Indemnisation des catastrophes naturelles : le décret enfin publié
Le décret d’application de la loi réformant le régime des catastrophes naturelles a été publié fin décembre. Il fixe les modalités de motivation, de communication et de contestation des décisions de reconnaissance de l’état de catastrophe naturelle, détaille les missions, compositions et fonctionnement des deux commissions instituées auprès du ministère chargé de la sécurité civile, précise les contours de la nouvelle garantie de prise en charge des frais de relogement d’urgence et revoit les règles applicables aux franchises, qui restent toutefois inchangées pour les collectivités.
Annoncé pour septembre 2022, le décret d’application de la loi du 28 décembre 2021 réformant l’indemnisation des catastrophes naturelles (voir notre article du 6 janvier 2022) a été publié le 31 décembre dernier au Journal officiel.
Motivation, conditions de communication et de contestation des décisions
Le texte dispose d’abord que les décisions de reconnaissance (ou de non-reconnaissance) de l’état de catastrophe naturelle répondent aux exigences de motivation prévues par le code des relations entre le public et l’administration et que les documents administratifs qui les ont fondées répondent aux règles encadrant le droit à communication des documents administratifs posées par le même code. Il précise que ces décisions peuvent faire l’objet de recours administratifs ou être constatées devant les juridictions administratives compétentes. Ces modalités de communication, voies et délais de recours doivent être indiquées par l’arrêté interministériel qui mentionne ces décisions.
Composition, missions et fonctionnement des deux commissions
Le décret précise ensuite les missions, composition et modalités de fonctionnement de la commission nationale consultative des catastrophes naturelles d’une part, nouvellement créée, et de la commission interministérielle de reconnaissance de l'état de catastrophe naturelle, officialisée – toutes deux placées auprès du ministre chargé de la sécurité civile.

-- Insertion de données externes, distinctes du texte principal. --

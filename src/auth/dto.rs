use lazy_static::lazy_static;
use regex::Regex;
use serde::{Deserialize, Serialize};
use utoipa::ToSchema;

use crate::extract::Validate;

pub const MIN_PASSWORD_LEN: usize = 8;

/// Request body for signup.
#[derive(Debug, Deserialize, ToSchema)]
#[schema(example = json!({"username": "testuser", "email": "testuser@example.com", "password": "Test@123"}))]
pub struct SignupRequest {
    pub username: String,
    #[serde(default)]
    pub email: Option<String>,
    /// At least 8 characters.
    pub password: String,
}

/// Usernames are stored and looked up without surrounding whitespace.
pub fn normalize_username(raw: &str) -> String {
    raw.trim().to_string()
}

impl SignupRequest {
    /// Trims the username and lowercases the email.
    pub fn normalize(&mut self) {
        self.username = normalize_username(&self.username);
        if let Some(email) = self.email.as_mut() {
            *email = email.trim().to_lowercase();
        }
    }
}

impl Validate for SignupRequest {
    fn validate(&self) -> Result<(), String> {
        if self.username.trim().is_empty() {
            return Err("Username must not be empty".into());
        }
        if self.password.chars().count() < MIN_PASSWORD_LEN {
            return Err(format!(
                "Password must be at least {MIN_PASSWORD_LEN} characters"
            ));
        }
        if let Some(email) = &self.email {
            if !is_valid_email(email.trim()) {
                return Err("Invalid email".into());
            }
        }
        Ok(())
    }
}

/// OAuth2 password-grant style login form.
#[derive(Deserialize, ToSchema)]
pub struct LoginForm {
    pub username: String,
    pub password: String,
}

impl LoginForm {
    /// Applies the same username normalization as signup.
    pub fn normalize(&mut self) {
        self.username = normalize_username(&self.username);
    }
}

impl Validate for LoginForm {
    fn validate(&self) -> Result<(), String> {
        if self.username.trim().is_empty() {
            return Err("Username must not be empty".into());
        }
        Ok(())
    }
}

#[derive(Debug, Serialize, ToSchema)]
pub struct TokenResponse {
    pub access_token: String,
    pub token_type: &'static str,
}

impl TokenResponse {
    pub fn bearer(access_token: String) -> Self {
        Self {
            access_token,
            token_type: "bearer",
        }
    }
}

#[derive(Debug, Serialize, ToSchema)]
pub struct SignupResponse {
    pub msg: &'static str,
}

/// Longest address SMTP can route (RFC 5321 path limit minus the brackets).
const MAX_EMAIL_LEN: usize = 254;

lazy_static! {
    static ref EMAIL_RE: Regex = Regex::new(
        r"^[A-Za-z0-9.!#$%&'*+/=?^_`{|}~-]+@[A-Za-z0-9](?:[A-Za-z0-9-]*[A-Za-z0-9])?(?:\.[A-Za-z0-9](?:[A-Za-z0-9-]*[A-Za-z0-9])?)*\.[A-Za-z]{2,}$"
    )
    .expect("email pattern compiles");
}

pub(crate) fn is_valid_email(email: &str) -> bool {
    email.len() <= MAX_EMAIL_LEN && EMAIL_RE.is_match(email)
}
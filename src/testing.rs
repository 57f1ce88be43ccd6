use std::sync::Arc;

use async_trait::async_trait;
use axum::{
    body::Body,
    http::{header, HeaderMap, Request, StatusCode},
    Router,
};
use http_body_util::BodyExt;
use jsonwebtoken::Algorithm;
use serde_json::Value;
use tower::ServiceExt;

use crate::{
    app::build_app,
    auth::repo::InMemoryUserStore,
    config::{AppConfig, JwtConfig},
    products::repo::{InMemoryProductStore, NewProduct, Product, ProductError, ProductStore},
    state::AppState,
};

pub fn test_config() -> AppConfig {
    AppConfig {
        database_url: None,
        max_connections: 1,
        jwt: JwtConfig {
            secret: "test-secret".into(),
            algorithm: Algorithm::HS256,
            issuer: "test-issuer".into(),
            audience: "test-aud".into(),
            ttl_minutes: Some(5),
        },
    }
}

/// Full router over in-memory stores, with handles kept for direct inspection.
pub struct TestApp {
    pub router: Router,
    pub state: AppState,
    pub users: InMemoryUserStore,
}

impl TestApp {
    pub fn new() -> Self {
        Self::with_products(Arc::new(InMemoryProductStore::new()))
    }

    pub fn with_products(products: Arc<dyn ProductStore>) -> Self {
        let users = InMemoryUserStore::new();
        let state = AppState::from_parts(&test_config(), Arc::new(users.clone()), products);
        Self {
            router: build_app(state.clone()),
            state,
            users,
        }
    }

    /// Signs up and logs in `testuser`, returning the access token.
    pub async fn token(&self) -> String {
        signup(self, "testuser", "Test@123").await;
        let (status, body) = login(self, "testuser", "Test@123").await;
        assert_eq!(status, StatusCode::OK, "login failed: {body}");
        body["access_token"]
            .as_str()
            .expect("access_token")
            .to_string()
    }
}

pub async fn send(app: &TestApp, req: Request<Body>) -> (StatusCode, HeaderMap, Value) {
    let res = app.router.clone().oneshot(req).await.expect("router is infallible");
    let status = res.status();
    let headers = res.headers().clone();
    let bytes = res.into_body().collect().await.expect("body").to_bytes();
    let body = if bytes.is_empty() {
        Value::Null
    } else {
        serde_json::from_slice(&bytes)
            .unwrap_or_else(|_| Value::String(String::from_utf8_lossy(&bytes).into_owned()))
    };
    (status, headers, body)
}

pub async fn send_json(
    app: &TestApp,
    method: &str,
    uri: &str,
    token: Option<&str>,
    body: Value,
) -> (StatusCode, HeaderMap, Value) {
    let mut req = Request::builder()
        .method(method)
        .uri(uri)
        .header(header::CONTENT_TYPE, "application/json");
    if let Some(token) = token {
        req = req.header(header::AUTHORIZATION, format!("Bearer {token}"));
    }
    send(app, req.body(Body::from(body.to_string())).unwrap()).await
}

pub async fn send_empty(
    app: &TestApp,
    method: &str,
    uri: &str,
    token: Option<&str>,
) -> (StatusCode, HeaderMap, Value) {
    let mut req = Request::builder().method(method).uri(uri);
    if let Some(token) = token {
        req = req.header(header::AUTHORIZATION, format!("Bearer {token}"));
    }
    send(app, req.body(Body::empty()).unwrap()).await
}

pub async fn send_form(app: &TestApp, uri: &str, form: &str) -> (StatusCode, HeaderMap, Value) {
    let req = Request::builder()
        .method("POST")
        .uri(uri)
        .header(header::CONTENT_TYPE, "application/x-www-form-urlencoded")
        .body(Body::from(form.to_string()))
        .unwrap();
    send(app, req).await
}

pub async fn signup(app: &TestApp, username: &str, password: &str) -> (StatusCode, Value) {
    let body = serde_json::json!({
        "username": username,
        "email": format!("{username}@example.com"),
        "password": password,
    });
    let (status, _, body) = send_json(app, "POST", "/signup", None, body).await;
    (status, body)
}

pub async fn login(app: &TestApp, username: &str, password: &str) -> (StatusCode, Value) {
    let form = format!("username={username}&password={password}");
    let (status, _, body) = send_form(app, "/login", &form).await;
    (status, body)
}

/// Product store whose every call fails the way a lost database would.
pub struct FailingProductStore;

fn storage_down() -> ProductError {
    ProductError::Storage(sqlx::Error::Protocol(
        "connection to 10.0.0.5:5432 refused".into(),
    ))
}

#[async_trait]
impl ProductStore for FailingProductStore {
    async fn list(&self, _offset: i64, _limit: i64) -> Result<Vec<Product>, ProductError> {
        Err(storage_down())
    }
    async fn get_by_id(&self, _id: i64) -> Result<Option<Product>, ProductError> {
        Err(storage_down())
    }
    async fn create(&self, _product: &NewProduct) -> Result<Product, ProductError> {
        Err(storage_down())
    }
    async fn update(&self, _id: i64, _product: &NewProduct) -> Result<Product, ProductError> {
        Err(storage_down())
    }
    async fn delete_by_id(&self, _id: i64) -> Result<i64, ProductError> {
        Err(storage_down())
    }
    async fn delete_all(&self) -> Result<u64, ProductError> {
        Err(storage_down())
    }
}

La première vise notamment à "surveiller" – de loin – la seconde, dont l’opacité du fonctionnement était régulièrement dénoncée. Elle a ainsi pour mission de rendre annuellement un avis sur la pertinence des critères retenus pour déterminer la reconnaissance de l’état de catastrophe naturelle, sur les conditions effectives d’indemnisation des sinistrés et sur les modalités et conditions selon lesquelles les experts intervenant pour évaluer les dommages sont certifiés.
Elle est présidée par l’un des 6 élus "représentant les communes et les établissements publics de coopération intercommunale à fiscalité propre, désignés sur proposition de l’Association des maires de France". La désignation de ces élus avait donné lieu à débat, notamment à l’Assemblée. Certains députés (Vincent Ledoux) plaidaient plutôt pour 4 élus locaux et 2 parlementaires (version initialement adoptée, et finalement revue en commission mixte paritaire). D’autres (Marie-Christine Dalloz) pour que "les maires des petites communes soient impérativement représentés", Christine Pires-Beaune suggérant alors que "l’Association des maires ruraux de France désigne les élus". Finalement, seule l’AMF aura la main.
La commission est par ailleurs dotée d’un vice-président, membre du Conseil d’État ou de la Cour des comptes.
Outre 8 représentants de l’État, elle est composée du directeur général de la Caisse centrale de réassurance, de 5 professionnels du secteur de l’assurance, d’1 professionnel du secteur de la réassurance, de 2 représentants d’associations, de 2 représentants des entreprises (dont 1 représentant les PME) et de 2 personnalités qualifiées. L’ensemble des membres seront nommés, pour trois ans, par arrêté conjoint des ministres chargés du budget, de l’économie, de la sécurité civile et de l’outre-mer.
La commission est réunie au moins une fois par et en tant que de besoin sur convocation de son président ou de son vice-président. Lorsqu’elle est consultée sur un projet de loi, de décret ou d'arrêté ministériel, son avis est réputé favorable faute de réponse dans les cinq semaines de sa saisine. Le décret dispose également que le compte-rendu établi par le secrétariat général de chaque réunion de la commission est publié par voie électronique après avoir été approuvé par l'ensemble des membres de la commission (tout membre pouvant demander qu'il soit fait mention de son désaccord avec l'avis rendu).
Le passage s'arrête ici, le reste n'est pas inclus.